═══ Data for analysis ═══

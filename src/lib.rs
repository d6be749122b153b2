#![doc = "The `taskvault` library crate."]
#![doc = ""]
#![doc = "This crate contains the domain models, API-key authentication layer,"]
#![doc = "routing configuration, and error handling for the TaskVault service."]
#![doc = "It is used by the main binary (`main.rs`) to construct and run the application."]

pub mod auth;
pub mod config;
pub mod error;
pub mod models;
pub mod routes;
use crate::{
    auth::{require_staff, CurrentUser},
    error::AppError,
    models::{ProfileUpdate, Task, User},
};
use actix_web::{get, put, web, HttpResponse, Responder};
use sqlx::PgPool;
use validator::Validate;

const USER_COLUMNS: &str = "id, username, email, first_name, last_name, is_staff, created_at";

/// Returns the authenticated user's own profile.
///
/// ## Responses:
/// - `200 OK`: Returns the `User` object as JSON.
/// - `401 Unauthorized`: If the request lacks a valid API key.
#[get("/me")]
pub async fn get_profile(
    pool: web::Data<PgPool>,
    user: CurrentUser,
) -> Result<impl Responder, AppError> {
    let sql = format!("SELECT {} FROM users WHERE id = $1", USER_COLUMNS);
    let profile = sqlx::query_as::<_, User>(&sql)
        .bind(user.id)
        .fetch_one(&**pool)
        .await?;

    Ok(HttpResponse::Ok().json(profile))
}

/// Updates the authenticated user's own profile.
///
/// Only the allow-listed fields of `ProfileUpdate` (email, display names) are
/// written; `id`, `username`, and `is_staff` are immutable through this path,
/// whatever the payload contains.
///
/// ## Responses:
/// - `200 OK`: Returns the updated `User` object as JSON.
/// - `401 Unauthorized`: If the request lacks a valid API key.
/// - `422 Unprocessable Entity`: If input validation on `ProfileUpdate` fails.
#[put("/me")]
pub async fn update_profile(
    pool: web::Data<PgPool>,
    profile_data: web::Json<ProfileUpdate>,
    user: CurrentUser,
) -> Result<impl Responder, AppError> {
    profile_data.validate()?;

    let sql = format!(
        "UPDATE users SET email = $1, first_name = $2, last_name = $3
         WHERE id = $4
         RETURNING {}",
        USER_COLUMNS
    );
    let profile = sqlx::query_as::<_, User>(&sql)
        .bind(&profile_data.email)
        .bind(&profile_data.first_name)
        .bind(&profile_data.last_name)
        .bind(user.id)
        .fetch_one(&**pool)
        .await?;

    Ok(HttpResponse::Ok().json(profile))
}

/// Lists all user accounts. Staff only.
///
/// ## Responses:
/// - `200 OK`: Returns a JSON array of `User` objects.
/// - `401 Unauthorized`: If the request lacks a valid API key.
/// - `403 Forbidden`: If the requester is not staff.
#[get("")]
pub async fn list_users(
    pool: web::Data<PgPool>,
    user: CurrentUser,
) -> Result<impl Responder, AppError> {
    require_staff(&user)?;

    let sql = format!("SELECT {} FROM users ORDER BY id", USER_COLUMNS);
    let users = sqlx::query_as::<_, User>(&sql)
        .fetch_all(&**pool)
        .await?;

    Ok(HttpResponse::Ok().json(users))
}

/// Lists any user's tasks by user id. Staff only.
///
/// ## Responses:
/// - `200 OK`: Returns a JSON array of the target user's `Task` objects.
/// - `401 Unauthorized`: If the request lacks a valid API key.
/// - `403 Forbidden`: If the requester is not staff.
/// - `404 Not Found`: If the target user does not exist.
#[get("/{id}/tasks")]
pub async fn list_user_tasks(
    pool: web::Data<PgPool>,
    target_id: web::Path<i32>,
    user: CurrentUser,
) -> Result<impl Responder, AppError> {
    require_staff(&user)?;

    let target_id = target_id.into_inner();

    let target = sqlx::query_scalar::<_, i32>("SELECT id FROM users WHERE id = $1")
        .bind(target_id)
        .fetch_optional(&**pool)
        .await?;

    if target.is_none() {
        return Err(AppError::NotFound("User not found".into()));
    }

    let tasks = sqlx::query_as::<_, Task>(
        "SELECT id, title, completed, due_date, created_at, user_id
         FROM tasks WHERE user_id = $1 ORDER BY created_at DESC",
    )
    .bind(target_id)
    .fetch_all(&**pool)
    .await?;

    Ok(HttpResponse::Ok().json(tasks))
}
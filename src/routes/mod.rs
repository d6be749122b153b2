pub mod auth;
pub mod health;
pub mod tasks;
pub mod users;

use actix_web::web;

pub fn config(cfg: &mut web::ServiceConfig) {
    cfg.service(
        web::scope("/auth")
            .service(auth::login)
            .service(auth::register)
            .service(auth::rotate_key),
    )
    .service(
        web::scope("/tasks")
            .service(tasks::get_tasks)
            .service(tasks::create_task)
            .service(tasks::get_task)
            .service(tasks::update_task)
            .service(tasks::delete_task),
    )
    .service(
        web::scope("/users")
            .service(users::get_profile)
            .service(users::update_profile)
            .service(users::list_users)
            .service(users::list_user_tasks),
    );
}
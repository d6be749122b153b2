//!
//! # Custom Error Handling
//!
//! This module defines the custom error type `AppError` used throughout the application.
//! It centralizes error management, providing a consistent way to handle and represent
//! various error conditions that can occur, from database issues to validation failures.
//!
//! `AppError` implements `actix_web::error::ResponseError` to seamlessly convert
//! application errors into appropriate HTTP responses with JSON bodies.
//! It also provides `From` trait implementations for common error types like `sqlx::Error`,
//! `validator::ValidationErrors`, and `bcrypt::BcryptError`, allowing for easy conversion
//! using the `?` operator.
//!
//! Two distinctions matter for the authorization model:
//! `Forbidden` is only ever used for whole-endpoint access (staff gating), while an
//! ownership mismatch on a specific record always surfaces as `NotFound` so that
//! another user's records are indistinguishable from absent ones.

use actix_web::{error::ResponseError, HttpResponse};
use serde_json::json;
use std::fmt;
use validator::ValidationErrors;

/// Represents all possible errors that can occur within the application.
///
/// Each variant corresponds to a specific type of error, often carrying a message
/// detailing the issue. These errors are then converted into appropriate HTTP responses.
#[derive(Debug)]
pub enum AppError {
    /// Represents a failed or missing authentication (HTTP 401).
    /// Used for unknown API keys and bad login credentials.
    Unauthorized(String),
    /// Represents an authenticated request that lacks the required privilege (HTTP 403).
    /// Only used for staff-gated endpoints, never for per-record ownership mismatches.
    Forbidden(String),
    /// Represents a client-side error due to a malformed or invalid request (HTTP 400).
    BadRequest(String),
    /// Represents a situation where a requested resource was not found (HTTP 404).
    /// Also covers records owned by a different user.
    NotFound(String),
    /// Represents an unexpected server-side error (HTTP 500).
    InternalServerError(String),
    /// Represents an error originating from database operations (HTTP 500).
    /// Wraps errors from the `sqlx` crate.
    DatabaseError(String),
    /// Represents an error due to failed input validation (HTTP 422 Unprocessable Entity).
    /// Wraps errors from the `validator` crate.
    ValidationError(String),
}

impl fmt::Display for AppError {
    fn fmt(&self, f: &mut fmt::Formatter) -> fmt::Result {
        match self {
            AppError::Unauthorized(msg) => write!(f, "Unauthorized: {}", msg),
            AppError::Forbidden(msg) => write!(f, "Forbidden: {}", msg),
            AppError::BadRequest(msg) => write!(f, "Bad Request: {}", msg),
            AppError::NotFound(msg) => write!(f, "Not Found: {}", msg),
            AppError::InternalServerError(msg) => write!(f, "Internal Server Error: {}", msg),
            AppError::DatabaseError(msg) => write!(f, "Database Error: {}", msg),
            AppError::ValidationError(msg) => write!(f, "Validation Error: {}", msg),
        }
    }
}

/// Converts `AppError` variants into `HttpResponse` objects.
///
/// This implementation allows Actix Web to automatically translate `AppError`
/// results from handlers into the correct HTTP status codes and JSON error responses.
impl ResponseError for AppError {
    fn error_response(&self) -> HttpResponse {
        match self {
            AppError::Unauthorized(msg) => HttpResponse::Unauthorized().json(json!({
                "error": msg
            })),
            AppError::Forbidden(msg) => HttpResponse::Forbidden().json(json!({
                "error": msg
            })),
            AppError::BadRequest(msg) => HttpResponse::BadRequest().json(json!({
                "error": msg
            })),
            AppError::NotFound(msg) => HttpResponse::NotFound().json(json!({
                "error": msg
            })),
            AppError::InternalServerError(msg) => HttpResponse::InternalServerError().json(json!({
                "error": msg
            })),
            // Database errors are also presented as generic internal server errors to the client.
            AppError::DatabaseError(msg) => HttpResponse::InternalServerError().json(json!({
                "error": msg
            })),
            AppError::ValidationError(msg) => HttpResponse::UnprocessableEntity().json(json!({
                "error": msg
            })),
        }
    }
}

/// Converts `sqlx::Error` into `AppError`.
///
/// Specific cases like `sqlx::Error::RowNotFound` are mapped to `AppError::NotFound`,
/// while other database errors become `AppError::DatabaseError`.
impl From<sqlx::Error> for AppError {
    fn from(error: sqlx::Error) -> AppError {
        match error {
            sqlx::Error::RowNotFound => AppError::NotFound("Record not found".into()),
            _ => AppError::DatabaseError(error.to_string()),
        }
    }
}

/// Converts `validator::ValidationErrors` into `AppError::ValidationError`.
///
/// The detailed validation messages are preserved.
impl From<ValidationErrors> for AppError {
    fn from(error: ValidationErrors) -> AppError {
        AppError::ValidationError(error.to_string())
    }
}

/// Converts `bcrypt::BcryptError` into `AppError::InternalServerError`.
///
/// This handles errors during password hashing or verification.
impl From<bcrypt::BcryptError> for AppError {
    fn from(error: bcrypt::BcryptError) -> AppError {
        AppError::InternalServerError(error.to_string())
    }
}
//! API key registry.
//!
//! Each user holds at most one active key, a random UUID v4 generated by the
//! server and never chosen by the client. Keys are stored raw and resolved by
//! direct equality: the key value itself is the high-entropy secret, so the
//! `api_keys` table is the sensitive surface. One-key-per-user is enforced by
//! the `user_id` primary key; a UNIQUE constraint on `key` guards the
//! negligible collision case at the storage layer.

use sqlx::PgPool;
use uuid::Uuid;

use crate::auth::extractors::CurrentUser;
use crate::error::AppError;

/// Returns the user's active API key, creating one if none exists yet.
///
/// Issuance is a single `INSERT .. ON CONFLICT DO NOTHING`, so two concurrent
/// first logins for the same user cannot both insert; the loser of the race
/// reads back the surviving row. Calling this repeatedly without rotation
/// returns the same key every time.
pub async fn issue_or_fetch(pool: &PgPool, user_id: i32) -> Result<Uuid, AppError> {
    let candidate = Uuid::new_v4();

    let inserted = sqlx::query_scalar::<_, Uuid>(
        "INSERT INTO api_keys (user_id, key) VALUES ($1, $2)
         ON CONFLICT (user_id) DO NOTHING
         RETURNING key",
    )
    .bind(user_id)
    .bind(candidate)
    .fetch_optional(pool)
    .await?;

    if let Some(key) = inserted {
        return Ok(key);
    }

    let existing = sqlx::query_scalar::<_, Uuid>("SELECT key FROM api_keys WHERE user_id = $1")
        .bind(user_id)
        .fetch_optional(pool)
        .await?;

    // Only reachable if the row vanished between the two statements,
    // i.e. the user was deleted concurrently.
    existing.ok_or_else(|| AppError::InternalServerError("API key issuance failed".into()))
}

/// Replaces the user's API key with a fresh random value and returns it.
///
/// The old value becomes permanently invalid. The replacement is a single
/// atomic upsert: a concurrent lookup resolves either the old key or the new
/// one, never a torn state. Rotation shares get-or-create semantics with
/// [`issue_or_fetch`]: a user without a prior key ends up with a new one
/// rather than an error.
pub async fn rotate(pool: &PgPool, user_id: i32) -> Result<Uuid, AppError> {
    let replacement = Uuid::new_v4();

    let key = sqlx::query_scalar::<_, Uuid>(
        "INSERT INTO api_keys (user_id, key) VALUES ($1, $2)
         ON CONFLICT (user_id) DO UPDATE SET key = EXCLUDED.key, created_at = now()
         RETURNING key",
    )
    .bind(user_id)
    .bind(replacement)
    .fetch_one(pool)
    .await?;

    Ok(key)
}

/// Resolves a presented key to its owning user.
///
/// An unknown key is `Ok(None)`, not an error; the caller decides how to
/// reject. Input that does not even parse as a UUID resolves to `None`
/// without touching storage.
pub async fn lookup(pool: &PgPool, presented: &str) -> Result<Option<CurrentUser>, AppError> {
    let key = match Uuid::parse_str(presented) {
        Ok(key) => key,
        Err(_) => return Ok(None),
    };

    let user = sqlx::query_as::<_, CurrentUser>(
        "SELECT u.id, u.username, u.is_staff
         FROM api_keys k
         JOIN users u ON u.id = k.user_id
         WHERE k.key = $1",
    )
    .bind(key)
    .fetch_optional(pool)
    .await?;

    Ok(user)
}
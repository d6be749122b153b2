use crate::{
    auth::CurrentUser,
    error::AppError,
    models::{Task, TaskInput, TaskQuery},
};
use actix_web::{delete, get, post, put, web, HttpResponse, Responder};
use sqlx::PgPool;
use validator::Validate;

/// Retrieves a list of tasks for the authenticated user.
///
/// The query is scoped to the requester's tasks before any filter applies;
/// there is no unscoped listing to post-filter. Supports filtering by
/// `completed` state and a case-insensitive `search` term over titles.
/// Tasks are ordered by creation date in descending order.
///
/// ## Query Parameters:
/// - `completed` (optional): Filters tasks by completion state.
/// - `search` (optional): A string to search for in task titles (case-insensitive).
///
/// ## Responses:
/// - `200 OK`: Returns a JSON array of `Task` objects.
/// - `401 Unauthorized`: If the request lacks a valid API key.
/// - `500 Internal Server Error`: For database errors or other unexpected issues.
#[get("")]
pub async fn get_tasks(
    pool: web::Data<PgPool>,
    query_params: web::Query<TaskQuery>,
    user: CurrentUser,
) -> Result<impl Responder, AppError> {
    // Base query selects the requester's tasks; optional filters are appended
    // with their bind positions tracked by hand.
    let mut sql = String::from(
        "SELECT id, title, completed, due_date, created_at, user_id \
         FROM tasks WHERE user_id = $1",
    );
    let mut param_count = 2;

    if query_params.completed.is_some() {
        sql.push_str(&format!(" AND completed = ${}", param_count));
        param_count += 1;
    }
    if query_params.search.is_some() {
        sql.push_str(&format!(" AND title ILIKE ${}", param_count));
    }

    sql.push_str(" ORDER BY created_at DESC");

    let mut query_builder = sqlx::query_as::<_, Task>(&sql);

    query_builder = query_builder.bind(user.id);

    if let Some(completed) = query_params.completed {
        query_builder = query_builder.bind(completed);
    }
    if let Some(search) = &query_params.search {
        query_builder = query_builder.bind(format!("%{}%", search));
    }

    let tasks = query_builder.fetch_all(&**pool).await?;

    Ok(HttpResponse::Ok().json(tasks))
}

/// Creates a new task owned by the authenticated user.
///
/// Ownership is assigned from the resolved identity, never from the payload.
///
/// ## Request Body:
/// A JSON object matching the `TaskInput` struct:
/// - `title`: The title of the task (required, 1-200 characters).
/// - `completed` (optional): Completion state, defaults to false.
/// - `due_date` (optional): The due date for the task.
///
/// ## Responses:
/// - `201 Created`: Returns the newly created `Task` object as JSON.
/// - `401 Unauthorized`: If the request lacks a valid API key.
/// - `422 Unprocessable Entity`: If input validation on `TaskInput` fails.
/// - `500 Internal Server Error`: For database errors or other unexpected issues.
#[post("")]
pub async fn create_task(
    pool: web::Data<PgPool>,
    task_data: web::Json<TaskInput>,
    user: CurrentUser,
) -> Result<impl Responder, AppError> {
    // Validate input
    task_data.validate()?;

    let task = sqlx::query_as::<_, Task>(
        "INSERT INTO tasks (title, completed, due_date, user_id)
         VALUES ($1, $2, $3, $4)
         RETURNING id, title, completed, due_date, created_at, user_id",
    )
    .bind(&task_data.title)
    .bind(task_data.completed)
    .bind(task_data.due_date)
    .bind(user.id)
    .fetch_one(&**pool)
    .await?;

    Ok(HttpResponse::Created().json(task))
}

/// Retrieves a specific task by its ID.
///
/// The lookup filters by `(id, user_id)` in one query, so a task owned by
/// someone else surfaces exactly like a missing one.
///
/// ## Responses:
/// - `200 OK`: Returns the `Task` object as JSON if found and owned by the user.
/// - `401 Unauthorized`: If the request lacks a valid API key.
/// - `404 Not Found`: If the task does not exist or is not owned by the authenticated user.
/// - `500 Internal Server Error`: For database errors or other unexpected issues.
#[get("/{id}")]
pub async fn get_task(
    pool: web::Data<PgPool>,
    task_id: web::Path<i64>,
    user: CurrentUser,
) -> Result<impl Responder, AppError> {
    let task = sqlx::query_as::<_, Task>(
        "SELECT id, title, completed, due_date, created_at, user_id
         FROM tasks WHERE id = $1 AND user_id = $2",
    )
    .bind(task_id.into_inner())
    .bind(user.id)
    .fetch_optional(&**pool)
    .await?;

    match task {
        Some(task) => Ok(HttpResponse::Ok().json(task)),
        None => Err(AppError::NotFound("Task not found".into())),
    }
}

/// Updates an existing task.
///
/// The ownership check and the mutation are one filtered UPDATE, not a fetch
/// followed by an in-memory check. Title, completion state, and due date are
/// the only mutable fields; `created_at` and the owner are immutable.
///
/// ## Responses:
/// - `200 OK`: Returns the updated `Task` object as JSON.
/// - `401 Unauthorized`: If the request lacks a valid API key.
/// - `404 Not Found`: If the task does not exist or is not owned by the authenticated user.
/// - `422 Unprocessable Entity`: If input validation on `TaskInput` fails.
/// - `500 Internal Server Error`: For database errors or other unexpected issues.
#[put("/{id}")]
pub async fn update_task(
    pool: web::Data<PgPool>,
    task_id: web::Path<i64>,
    task_data: web::Json<TaskInput>,
    user: CurrentUser,
) -> Result<impl Responder, AppError> {
    task_data.validate()?;

    let task = sqlx::query_as::<_, Task>(
        "UPDATE tasks
         SET title = $1, completed = $2, due_date = $3
         WHERE id = $4 AND user_id = $5
         RETURNING id, title, completed, due_date, created_at, user_id",
    )
    .bind(&task_data.title)
    .bind(task_data.completed)
    .bind(task_data.due_date)
    .bind(task_id.into_inner())
    .bind(user.id)
    .fetch_optional(&**pool)
    .await?;

    match task {
        Some(task) => Ok(HttpResponse::Ok().json(task)),
        None => Err(AppError::NotFound("Task not found".into())),
    }
}

/// Deletes a task by its ID.
///
/// ## Responses:
/// - `204 No Content`: On successful deletion.
/// - `401 Unauthorized`: If the request lacks a valid API key.
/// - `404 Not Found`: If the task does not exist or is not owned by the authenticated user.
/// - `500 Internal Server Error`: For database errors or other unexpected issues.
#[delete("/{id}")]
pub async fn delete_task(
    pool: web::Data<PgPool>,
    task_id: web::Path<i64>,
    user: CurrentUser,
) -> Result<impl Responder, AppError> {
    let result = sqlx::query("DELETE FROM tasks WHERE id = $1 AND user_id = $2")
        .bind(task_id.into_inner())
        .bind(user.id)
        .execute(&**pool)
        .await?;

    if result.rows_affected() == 0 {
        return Err(AppError::NotFound("Task not found".into()));
    }

    Ok(HttpResponse::NoContent().finish())
}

═══

Work request
In the listing above, find each line with the word "ValidationErrors" and copy it.

Response to this exercise
//! `validator::ValidationErrors`, and `bcrypt::BcryptError`, allowing for easy conversion
use validator::ValidationErrors;
/// Converts `validator::ValidationErrors` into `AppError::ValidationError`.
impl From<ValidationErrors> for AppError {
    fn from(error: ValidationErrors) -> AppError {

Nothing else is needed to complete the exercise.